Abb.: Dioscorea bulbifera L. = Yams
[Bildquelle: Wikipedia]

Abb.: Dioscorea bulbifera L. = Yams
[Bildquelle: Wikipedia]

Abb.: Dioscorea oppositifolia L. = Yams
[Bildquelle: Wikipedia]


"Dioscorea bulbifera (Linn.) N. O. Dioscoreaceae.

Katu-katsjil, Mal.

Description.—Leaves alternate deeply cordate, acuminate, 7-nerved; the exterior nerves 2-cleft; transverse veins reticulated; stem bulbiferous; male spikes fascicled.—Wight Icon. t. 878.—Rheede, vii. t. 36.------Both Concans.

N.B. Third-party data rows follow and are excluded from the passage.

//! Spawning child processes and bridging them to the event loop.
//!
//! Each run gets two reader tasks (stdout, stderr) that forward raw chunks, and one
//! waiter task that owns the child, delivers termination requests to it, and reports
//! the exit once both readers have drained their pipes.

use std::process::Stdio;

use tokio::io::{AsyncRead, AsyncReadExt};
use tokio::process::{Child, Command};
use tokio::sync::mpsc;
use tracing::debug;

use crate::events::{Event, RunEnd};
use crate::output::StreamKind;
use crate::process::ProcessSpec;

const READ_CHUNK: usize = 8 * 1024;

/// Control side of a live child. Dropping it does not affect the child.
#[derive(Debug)]
pub struct ChildHandle {
    pid: Option<u32>,
    terminate_tx: mpsc::UnboundedSender<()>,
}

impl ChildHandle {
    pub fn pid(&self) -> Option<u32> {
        self.pid
    }

    /// Asks the child to terminate. Does not wait; the exit arrives as an event.
    pub fn request_termination(&self) {
        if self.terminate_tx.send(()).is_err() {
            debug!(pid = ?self.pid, "termination requested after waiter finished");
        }
    }
}

/// Spawns `spec` and wires its output and exit into `event_tx` under `id`.
///
/// Fails only when the OS refuses to start the command.
pub fn spawn(
    id: usize,
    spec: &ProcessSpec,
    event_tx: mpsc::Sender<Event>,
) -> std::io::Result<ChildHandle> {
    let mut command = Command::new(&spec.cmd);
    command.args(&spec.args);
    if let Some(cwd) = &spec.cwd {
        command.current_dir(cwd);
    }
    if !spec.env.is_empty() {
        command.envs(&spec.env);
    }
    command
        .stdin(Stdio::null())
        .stdout(Stdio::piped())
        .stderr(Stdio::piped());
    command.kill_on_drop(true);

    let mut child = command.spawn()?;
    let pid = child.id();
    debug!(process = %spec.name, ?pid, "spawned");

    let mut readers = Vec::with_capacity(2);
    if let Some(stdout) = child.stdout.take() {
        let tx = event_tx.clone();
        readers.push(tokio::spawn(read_stream(id, StreamKind::Stdout, stdout, tx)));
    }
    if let Some(stderr) = child.stderr.take() {
        let tx = event_tx.clone();
        readers.push(tokio::spawn(read_stream(id, StreamKind::Stderr, stderr, tx)));
    }

    let (terminate_tx, terminate_rx) = mpsc::unbounded_channel();
    let name = spec.name.clone();
    tokio::spawn(async move {
        let end = wait_child(&name, &mut child, terminate_rx).await;
        for reader in readers {
            let _ = reader.await;
        }
        debug!(process = %name, ?end, "run ended");
        let _ = event_tx.send(Event::ProcessEnded { id, end }).await;
    });

    Ok(ChildHandle { pid, terminate_tx })
}

async fn wait_child(
    name: &str,
    child: &mut Child,
    mut terminate_rx: mpsc::UnboundedReceiver<()>,
) -> RunEnd {
    let status = loop {
        tokio::select! {
            status = child.wait() => break status,
            Some(()) = terminate_rx.recv() => terminate(name, child),
        }
    };
    match status {
        Ok(status) => RunEnd::Exited(status.code()),
        Err(err) => {
            debug!(process = %name, error = %err, "failed to wait on child");
            RunEnd::Lost(err.to_string())
        }
    }
}

#[cfg(unix)]
fn terminate(name: &str, child: &mut Child) {
    // id() is None once the child has been reaped, so the pid cannot be stale here.
    match child.id() {
        Some(pid) => {
            debug!(process = %name, pid, "sending SIGTERM");
            unsafe {
                let _ = libc::kill(pid as i32, libc::SIGTERM);
            }
        }
        None => debug!(process = %name, "child already reaped"),
    }
}

#[cfg(not(unix))]
fn terminate(name: &str, child: &mut Child) {
    debug!(process = %name, "killing child");
    if let Err(err) = child.start_kill() {
        debug!(process = %name, error = %err, "failed to kill child");
    }
}

async fn read_stream<R>(id: usize, stream: StreamKind, mut reader: R, tx: mpsc::Sender<Event>)
where
    R: AsyncRead + Unpin,
{
    let mut buffer = vec![0u8; READ_CHUNK];
    loop {
        match reader.read(&mut buffer).await {
            Ok(0) => break,
            Ok(n) => {
                let chunk = buffer[..n].to_vec();
                if tx
                    .send(Event::ProcessOutput { id, stream, chunk })
                    .await
                    .is_err()
                {
                    break;
                }
            }
            Err(err) => {
                debug!(id, ?stream, error = %err, "read failed");
                break;
            }
        }
    }
}

#[cfg(all(test, unix))]
mod tests {
    use super::*;
    use crate::process::spec;

    async fn collect(rx: &mut mpsc::Receiver<Event>) -> (Vec<u8>, Vec<u8>, RunEnd) {
        let mut out = Vec::new();
        let mut err = Vec::new();
        loop {
            match rx.recv().await.expect("event") {
                Event::ProcessOutput { stream, chunk, .. } => match stream {
                    StreamKind::Stdout => out.extend(chunk),
                    StreamKind::Stderr => err.extend(chunk),
                },
                Event::ProcessEnded { end, .. } => return (out, err, end),
                other => panic!("unexpected event {:?}", other),
            }
        }
    }

    #[tokio::test]
    async fn output_arrives_before_exit() {
        let (tx, mut rx) = mpsc::channel(16);
        let spec = spec("sh", "sh", &["-c", "printf 'a\\nb'; printf oops >&2; exit 3"]);
        let handle = spawn(7, &spec, tx).unwrap();
        assert!(handle.pid().is_some());
        let (out, err, end) = collect(&mut rx).await;
        assert_eq!(out, b"a\nb");
        assert_eq!(err, b"oops");
        assert_eq!(end, RunEnd::Exited(Some(3)));
    }

    #[tokio::test]
    async fn termination_request_ends_child() {
        let (tx, mut rx) = mpsc::channel(16);
        let handle = spawn(0, &spec("sleep", "sleep", &["30"]), tx).unwrap();
        handle.request_termination();
        let (_, _, end) = collect(&mut rx).await;
        assert_eq!(end, RunEnd::Exited(None));
    }

    #[tokio::test]
    async fn missing_executable_fails_to_spawn() {
        let (tx, _rx) = mpsc::channel(16);
        let result = spawn(0, &spec("nope", "definitely-not-a-real-binary-xyz", &[]), tx);
        assert!(result.is_err());
    }
}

Economic Uses.—The Dioscoreas are climbing and sarmcntaceous plants. The roots are large, tuberous, and very rich in nutritious starch. The flowers and roots are eaten by the poorer classes: the latter are very bitter, but after undergoing the process of being covered over with ashes and steeped in cold water, they become eatable.—(J. -Graham.) Several species yielding yams are eatable. Among the principal may be mentioned the D. aculeata (Linn.) The tubers are about 2 lb. or more in weight. They are dug up in the forests in the cold season, and sold in the bazaars. They are known as the (Goa potato. The D. globosa (Roxb.) is much cultivated as yielding the best kind of yam, much esteemed both by Europeans and natives. The D. triphylla (Linn.), not eatable, for the tubers are dreadfully nauseous and intensely bitter even after being boiled. They are put into toddy to render it more potent, as they have intoxicating properties. A few slices are sufficient for the purpose.—J. Graham.

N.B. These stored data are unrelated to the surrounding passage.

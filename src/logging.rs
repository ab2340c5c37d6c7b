//! Diagnostic logging via `tracing` + `tracing-subscriber`.
//!
//! The filter comes from `--log-level` when given, else from `RUNBOARD_LOG` (any
//! `EnvFilter` directive, e.g. `debug` or `runboard=trace`), else `warn` so the
//! interactive console stays quiet. Diagnostics go to stderr.

use tracing_subscriber::EnvFilter;

/// Environment variable holding a filter directive.
pub const LOG_ENV: &str = "RUNBOARD_LOG";

#[derive(Debug, Clone, Copy, PartialEq, Eq, clap::ValueEnum)]
pub enum LogLevel {
    Error,
    Warn,
    Info,
    Debug,
    Trace,
}

impl LogLevel {
    fn directive(self) -> &'static str {
        match self {
            LogLevel::Error => "error",
            LogLevel::Warn => "warn",
            LogLevel::Info => "info",
            LogLevel::Debug => "debug",
            LogLevel::Trace => "trace",
        }
    }
}

/// Installs the global subscriber. Call once, before anything logs.
pub fn init_logging(cli_level: Option<LogLevel>) {
    let filter = build_filter(cli_level, std::env::var(LOG_ENV).ok().as_deref());
    tracing_subscriber::fmt()
        .with_env_filter(filter)
        .with_writer(std::io::stderr)
        .with_target(false)
        .init();
}

/// Flag first, then a valid environment directive, then `warn`.
fn build_filter(cli_level: Option<LogLevel>, env: Option<&str>) -> EnvFilter {
    if let Some(level) = cli_level {
        return EnvFilter::new(level.directive());
    }
    env.and_then(|raw| EnvFilter::try_new(raw.trim()).ok())
        .unwrap_or_else(|| EnvFilter::new("warn"))
}

#[cfg(test)]
mod tests {
    use tracing::level_filters::LevelFilter;

    use super::*;

    #[test]
    fn flag_beats_environment() {
        let filter = build_filter(Some(LogLevel::Debug), Some("error"));
        assert_eq!(filter.max_level_hint(), Some(LevelFilter::DEBUG));
    }

    #[test]
    fn environment_directive_is_used_without_flag() {
        let filter = build_filter(None, Some(" trace "));
        assert_eq!(filter.max_level_hint(), Some(LevelFilter::TRACE));
    }

    #[test]
    fn invalid_or_missing_environment_falls_back_to_warn() {
        for env in [None, Some("web=verbose")] {
            let filter = build_filter(None, env);
            assert_eq!(filter.max_level_hint(), Some(LevelFilter::WARN), "{:?}", env);
        }
    }
}
//! The shared console: process output, replies and the input prompt.
//!
//! Everything that reaches the terminal goes through a [`ConsoleScope`]. Opening a
//! scope erases the prompt if it is on screen; dropping it draws the prompt again,
//! whether the body finished normally, returned early or unwound. Output from
//! different processes therefore never lands in the middle of a half-drawn prompt.

use std::fmt::Display;
use std::io::{self, Write};

use crossterm::cursor::MoveToColumn;
use crossterm::queue;
use crossterm::style::{Color, Stylize};
use crossterm::terminal::{Clear, ClearType};
use strip_ansi_escapes::strip;
use tracing::debug;

use crate::output::StreamKind;

/// Anything the console can write to.
pub type Sink = Box<dyn Write + Send>;

/// Owner of the output and error sinks.
pub struct Console {
    out: Sink,
    err: Sink,
    prompt: String,
    prompt_width: usize,
    /// Width of the prompt currently on screen, 0 when none is shown.
    shown: usize,
    styled: bool,
}

impl Console {
    pub fn new(out: Sink, err: Sink, prompt: &str, styled: bool) -> Self {
        let mut console = Self {
            out,
            err,
            prompt: String::new(),
            prompt_width: 0,
            shown: 0,
            styled,
        };
        if !prompt.is_empty() {
            console.prompt = format!("{} {} ", prompt, console.paint(">", None, true));
            console.prompt_width = visible_width(&console.prompt);
        }
        console
    }

    /// Console on the supervisor's own stdout/stderr.
    pub fn stdio(prompt: &str, styled: bool) -> Self {
        Self::new(Box::new(io::stdout()), Box::new(io::stderr()), prompt, styled)
    }

    /// Opens a write region. The prompt is erased now and redrawn when the scope drops.
    pub fn scope(&mut self) -> ConsoleScope<'_> {
        if let Err(err) = self.erase_prompt() {
            debug!(error = %err, "failed to erase prompt");
        }
        ConsoleScope { console: self }
    }

    /// Leaves the last prompt in place and moves the terminal to a fresh line.
    pub fn finish(&mut self) {
        let result = writeln!(self.out).and_then(|()| self.out.flush());
        log_write_error(result, "final newline");
        self.shown = 0;
    }

    /// Applies color and weight, or returns the plain text when styling is off.
    pub fn paint(&self, text: &str, color: Option<Color>, bold: bool) -> String {
        if !self.styled {
            return text.to_string();
        }
        let mut content = text.stylize();
        if let Some(color) = color {
            content = content.with(color);
        }
        if bold {
            content = content.bold();
        }
        content.to_string()
    }

    fn erase_prompt(&mut self) -> io::Result<()> {
        if self.shown > 0 {
            queue!(self.out, MoveToColumn(0), Clear(ClearType::CurrentLine))?;
            self.shown = 0;
        }
        Ok(())
    }

    fn draw_prompt(&mut self) -> io::Result<()> {
        if self.prompt_width > 0 && self.shown == 0 {
            self.out.write_all(self.prompt.as_bytes())?;
            self.shown = self.prompt_width;
        }
        self.out.flush()
    }
}

/// A guarded batch of console writes.
pub struct ConsoleScope<'a> {
    console: &'a mut Console,
}

impl ConsoleScope<'_> {
    pub fn line(&mut self, text: impl Display) {
        log_write_error(writeln!(self.console.out, "{}", text), "stdout line");
    }

    /// Writes to the error sink after flushing stdout, so the two stay in order.
    pub fn error_line(&mut self, text: impl Display) {
        let console = &mut *self.console;
        log_write_error(console.out.flush(), "stdout flush");
        let result = writeln!(console.err, "{}", text).and_then(|()| console.err.flush());
        log_write_error(result, "stderr line");
    }

    /// Writes one line of child output behind the entry's label.
    ///
    /// Stderr lines keep the separator in the entry color but show the name in red.
    pub fn process_line(&mut self, label: &str, color: Color, stream: StreamKind, text: &str) {
        let name_color = match stream {
            StreamKind::Stdout => color,
            StreamKind::Stderr => Color::Red,
        };
        let name = self.paint(label, Some(name_color), false);
        let separator = self.paint("|", Some(color), true);
        self.line(format_args!("{} {} {}", name, separator, text));
    }

    pub fn paint(&self, text: &str, color: Option<Color>, bold: bool) -> String {
        self.console.paint(text, color, bold)
    }
}

impl Drop for ConsoleScope<'_> {
    fn drop(&mut self) {
        if let Err(err) = self.console.draw_prompt() {
            debug!(error = %err, "failed to draw prompt");
        }
    }
}

// Write errors are never fatal; they are only traced.
fn log_write_error(result: io::Result<()>, what: &str) {
    if let Err(err) = result {
        debug!(error = %err, what, "console write failed");
    }
}

fn visible_width(text: &str) -> usize {
    String::from_utf8_lossy(&strip(text.as_bytes())).chars().count()
}

#[cfg(test)]
pub(crate) mod testing {
    use std::sync::{Arc, Mutex};

    use super::*;

    /// In-memory sink that can be inspected while the console still owns a clone.
    #[derive(Clone, Default)]
    pub struct SharedBuffer(Arc<Mutex<Vec<u8>>>);

    impl SharedBuffer {
        pub fn raw(&self) -> String {
            String::from_utf8_lossy(&self.0.lock().unwrap()).into_owned()
        }

        /// Contents with escapes stripped and every prompt removed.
        pub fn visible(&self, prompt: &str) -> String {
            let bytes = self.0.lock().unwrap().clone();
            let text = String::from_utf8_lossy(&strip(bytes)).into_owned();
            if prompt.is_empty() {
                text
            } else {
                text.replace(&format!("{} > ", prompt), "")
            }
        }

        pub fn lines(&self, prompt: &str) -> Vec<String> {
            self.visible(prompt).lines().map(str::to_string).collect()
        }
    }

    impl Write for SharedBuffer {
        fn write(&mut self, buf: &[u8]) -> io::Result<usize> {
            self.0.lock().unwrap().extend_from_slice(buf);
            Ok(buf.len())
        }

        fn flush(&mut self) -> io::Result<()> {
            Ok(())
        }
    }

    /// Console writing stdout and stderr into one buffer, in write order.
    pub fn console(prompt: &str, styled: bool) -> (Console, SharedBuffer) {
        let buffer = SharedBuffer::default();
        let console = Console::new(
            Box::new(buffer.clone()),
            Box::new(buffer.clone()),
            prompt,
            styled,
        );
        (console, buffer)
    }
}

#[cfg(test)]
mod tests {
    use std::panic::{catch_unwind, AssertUnwindSafe};

    use super::testing::{console, SharedBuffer};
    use super::*;

    #[test]
    fn prompt_drawn_after_each_scope() {
        let (mut console, buffer) = console("run", false);
        console.scope().line("first");
        console.scope().line("second");
        assert_eq!(buffer.visible(""), "first\nrun > second\nrun > ");
    }

    #[test]
    fn prompt_erased_before_writes() {
        let (mut console, buffer) = console("run", false);
        drop(console.scope());
        console.scope().line("out");
        let raw = buffer.raw();
        let erase = raw.find("\u{1b}[").expect("erase sequence");
        assert!(erase > raw.find("run > ").unwrap());
        assert!(erase < raw.find("out").unwrap());
    }

    #[test]
    fn prompt_not_erased_when_absent() {
        let (mut console, buffer) = console("", false);
        console.scope().line("plain");
        assert_eq!(buffer.raw(), "plain\n");
    }

    #[test]
    fn prompt_redrawn_when_body_panics() {
        let (mut console, buffer) = console("run", false);
        let result = catch_unwind(AssertUnwindSafe(|| {
            let mut out = console.scope();
            out.line("partial");
            panic!("write body failed");
        }));
        assert!(result.is_err());
        assert_eq!(buffer.visible(""), "partial\nrun > ");
    }

    #[test]
    fn one_prompt_per_scope_with_mixed_streams() {
        let (mut console, buffer) = console("run", false);
        {
            let mut out = console.scope();
            out.line("a");
            out.error_line("b");
        }
        assert_eq!(buffer.visible("").matches("run > ").count(), 1);
    }

    #[test]
    fn finish_leaves_prompt_on_its_own_line() {
        let (mut console, buffer) = console("run", false);
        drop(console.scope());
        console.finish();
        assert_eq!(buffer.visible(""), "run > \n");
    }

    #[test]
    fn process_line_layout() {
        let (mut console, buffer) = console("", true);
        console
            .scope()
            .process_line("web ", Color::Cyan, StreamKind::Stdout, "listening");
        assert_eq!(buffer.visible(""), "web  | listening\n");
        assert!(buffer.raw().contains('\u{1b}'));
    }

    struct ClosedSink;

    impl Write for ClosedSink {
        fn write(&mut self, _: &[u8]) -> io::Result<usize> {
            Err(io::Error::from(io::ErrorKind::BrokenPipe))
        }

        fn flush(&mut self) -> io::Result<()> {
            Err(io::Error::from(io::ErrorKind::BrokenPipe))
        }
    }

    #[test]
    fn closed_stdout_is_survived() {
        let errors = SharedBuffer::default();
        let mut console = Console::new(Box::new(ClosedSink), Box::new(errors.clone()), "run", false);
        {
            let mut out = console.scope();
            out.line("lost");
            out.error_line("still here");
        }
        console.finish();
        assert_eq!(errors.raw(), "still here\n");
    }

    #[test]
    fn unstyled_console_emits_no_escapes() {
        let (mut console, buffer) = console("", false);
        console
            .scope()
            .process_line("web", Color::Cyan, StreamKind::Stderr, "oops");
        assert_eq!(buffer.raw(), "web | oops\n");
    }
}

Dioscorea pentaphylla (Linn.) Do.

Nureni kelangu, Mal. Kanta-aloo, Beng.

Description.—Tubers oblong; stems herbaceous, twining, prickly; leaves digitate, downy; male flowers panicled, greenish white, fragrant; female ones spiked.—Roxb. Fl. Ind. iii. 806.— Wight Icon. t. 8U—Rheede, vii. t. 34, 35.-------Concans.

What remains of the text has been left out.